When the flag service is down, what happens? Your code should have sensible defaults:

1
2
3
4
5
6
def is_enabled(self, flag_name, default=False, **context):
    try:
        return self._fetch_flag(flag_name, context)
    except Exception as e:
        log.warning(f"Flag service unavailable: {e}")
        return default

For new features, default to False (fail closed).
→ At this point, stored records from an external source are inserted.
// SPDX-License-Identifier: BUSL-1.1
// Copyright (c) 2026 Alfred Jean LLC

//! Opening a file in a bound instance and bringing it to the front.

use tracing::{debug, info};
use vsopen_adapters::{
    Automation, AutomationError, Editor, ItemOperations, TextSelection, Window, VIEW_KIND_PRIMARY,
};
use vsopen_core::{FileTarget, RetryPolicy};

use crate::OpenError;

/// Open `file` (if any) in `editor`, place the caret, then activate the main window.
///
/// Only a failed `OpenFile` is reported. Caret placement and activation are
/// best effort.
pub fn open_file<A: Automation>(
    automation: &A,
    editor: &A::Editor,
    policy: RetryPolicy,
    file: Option<&FileTarget>,
) -> Result<(), OpenError> {
    let _filter = automation
        .install_retry_filter(policy)
        .map_err(OpenError::Filter)?;

    if let Some(file) = file {
        let window = editor
            .item_operations()
            .and_then(|ops| ops.open_file(&file.path, VIEW_KIND_PRIMARY))
            .map_err(|source| OpenError::OpenFile {
                path: file.path.clone(),
                source,
            })?;
        info!(path = %file.path.display(), "file opened");

        if let (Some(line), Some(window)) = (file.caret_line(), window) {
            if let Err(e) = place_caret(&window, line) {
                debug!(line, error = %e, "cannot move caret");
            }
        }
    }

    if let Err(e) = activate_main_window(automation, editor) {
        debug!(error = %e, "cannot activate main window");
    }
    Ok(())
}

fn place_caret<W: Window>(window: &W, line: i32) -> Result<(), AutomationError> {
    let Some(selection) = window.selection()? else {
        return Ok(());
    };
    selection.goto_line(line, false)?;
    selection.end_of_line(false)
}

/// Grant foreground rights to the window's process, then activate it.
///
/// Only a missing main window or a failed `Activate` is an error; the pid
/// lookup and the foreground grant are skipped over when they fail.
fn activate_main_window<A: Automation>(
    automation: &A,
    editor: &A::Editor,
) -> Result<(), AutomationError> {
    let window = editor.main_window()?;
    match window.process_id() {
        Ok(pid) => {
            if let Err(e) = automation.allow_set_foreground(pid) {
                debug!(pid, error = %e, "cannot grant foreground rights");
            }
        }
        Err(e) => debug!(error = %e, "cannot find the main window's process"),
    }
    window.activate()
}

#[cfg(test)]
#[path = "open_file_tests.rs"]
mod tests;
// SPDX-License-Identifier: BUSL-1.1
// Copyright (c) 2026 Alfred Jean LLC

//! Command line used to start a new Visual Studio process.

use std::fmt;
use std::path::{Path, PathBuf};

/// Environment variable whose value is inserted verbatim between the
/// executable and the solution when launching Visual Studio.
pub const EXTRA_ARGS_VAR: &str = "UNITY_VS_ARGS";

/// `"<exe>" [<extra args>] "<solution>"`, started in the executable's directory.
#[derive(Debug, Clone, PartialEq, Eq)]
pub struct LaunchCommand {
    pub executable: PathBuf,
    pub extra_args: Option<String>,
    pub solution: PathBuf,
}

impl LaunchCommand {
    pub fn new(executable: impl Into<PathBuf>, solution: impl Into<PathBuf>) -> Self {
        Self {
            executable: executable.into(),
            extra_args: None,
            solution: solution.into(),
        }
    }

    /// Attach extra raw arguments; blank strings are ignored.
    pub fn with_extra_args(mut self, extra_args: Option<String>) -> Self {
        self.extra_args = extra_args.filter(|args| !args.trim().is_empty());
        self
    }

    /// Directory the new process starts in.
    pub fn working_dir(&self) -> Option<&Path> {
        self.executable.parent()
    }

    /// The full command line, as the new process sees it in `argv`.
    pub fn command_line(&self) -> String {
        let mut line = quote(&self.executable);
        line.push(' ');
        if let Some(args) = &self.extra_args {
            line.push_str(args);
            line.push(' ');
        }
        line.push_str(&quote(&self.solution));
        line
    }
}

impl fmt::Display for LaunchCommand {
    fn fmt(&self, f: &mut fmt::Formatter<'_>) -> fmt::Result {
        f.write_str(&self.command_line())
    }
}

/// Wrap a path in double quotes.
pub fn quote(path: &Path) -> String {
    format!("\"{}\"", path.display())
}

#[cfg(test)]
#[path = "launch_tests.rs"]
mod tests;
For established features behind a kill switch, default to True (fail open).

Flag Lifecycle

Flags accumulate. Old flags become technical debt. Enforce hygiene:

 1
 2
 3
 4
 5
 6
 7
 8
 9
10
11
12
13
14
15
16
# Track flag age
FLAG_METADATA = {
    "new_checkout": {
        "created": "2026-01-15",
        "owner": "payments-team",
        "expires": "2026-04-01",  # Remove after full rollout
        "jira": "PAY-1234"
    }
}

# CI check: fail if expired flags exist in code
def check_expired_flags():
    today = datetime.now().date()
    for flag, meta in FLAG_METADATA.items():
        if datetime.strptime(meta["expires"], "%Y-%m-%d").date() < today:
            raise Exception(f"Flag {flag} expired on {meta['expires']}. Remove it.")

Testing with Flags

Test both paths. Always.

 1
 2
 3
 4
 5
 6
 7
 8
 9
10
11
@pytest.mark.parametrize("flag_enabled", [True, False])
def test_checkout_flow(flag_enabled, mocker):
    mocker.patch("features.is_enabled", return_value=flag_enabled)
    
    response = client.post("/checkout", data=valid_cart)
    
    assert response.status_code == 200
    if flag_enabled:
        assert "new-checkout-confirmation" in response.text
    else:
        assert "classic-checkout-confirmation" in response.text

When Not to Use Feature Flags

Flags add complexity. Don’t use them for:

  • Database migrations — Use proper migration tools
  • API versioning — Use URL versioning or headers
  • Simple config — Environment variables are simpler
  • Permanent differences — If it’s never going away, it’s not a flag

Key Takeaways

Feature flags transform deployment from a high-stakes event into routine infrastructure. They enable:

  1. Continuous deployment — Ship code daily, release features weekly
  2. Gradual rollouts — Catch problems at 1% instead of 100%
  3. Instant rollbacks — Flip a switch, not a deployment
  4. Experimentation — A/B test without separate infrastructure

Start simple. A JSON file and an if-statement. Graduate to a service when you need targeting rules and audit logs. The complexity should match your needs.


The best deployment is one nobody notices. Feature flags make that possible — code ships continuously while releases happen deliberately.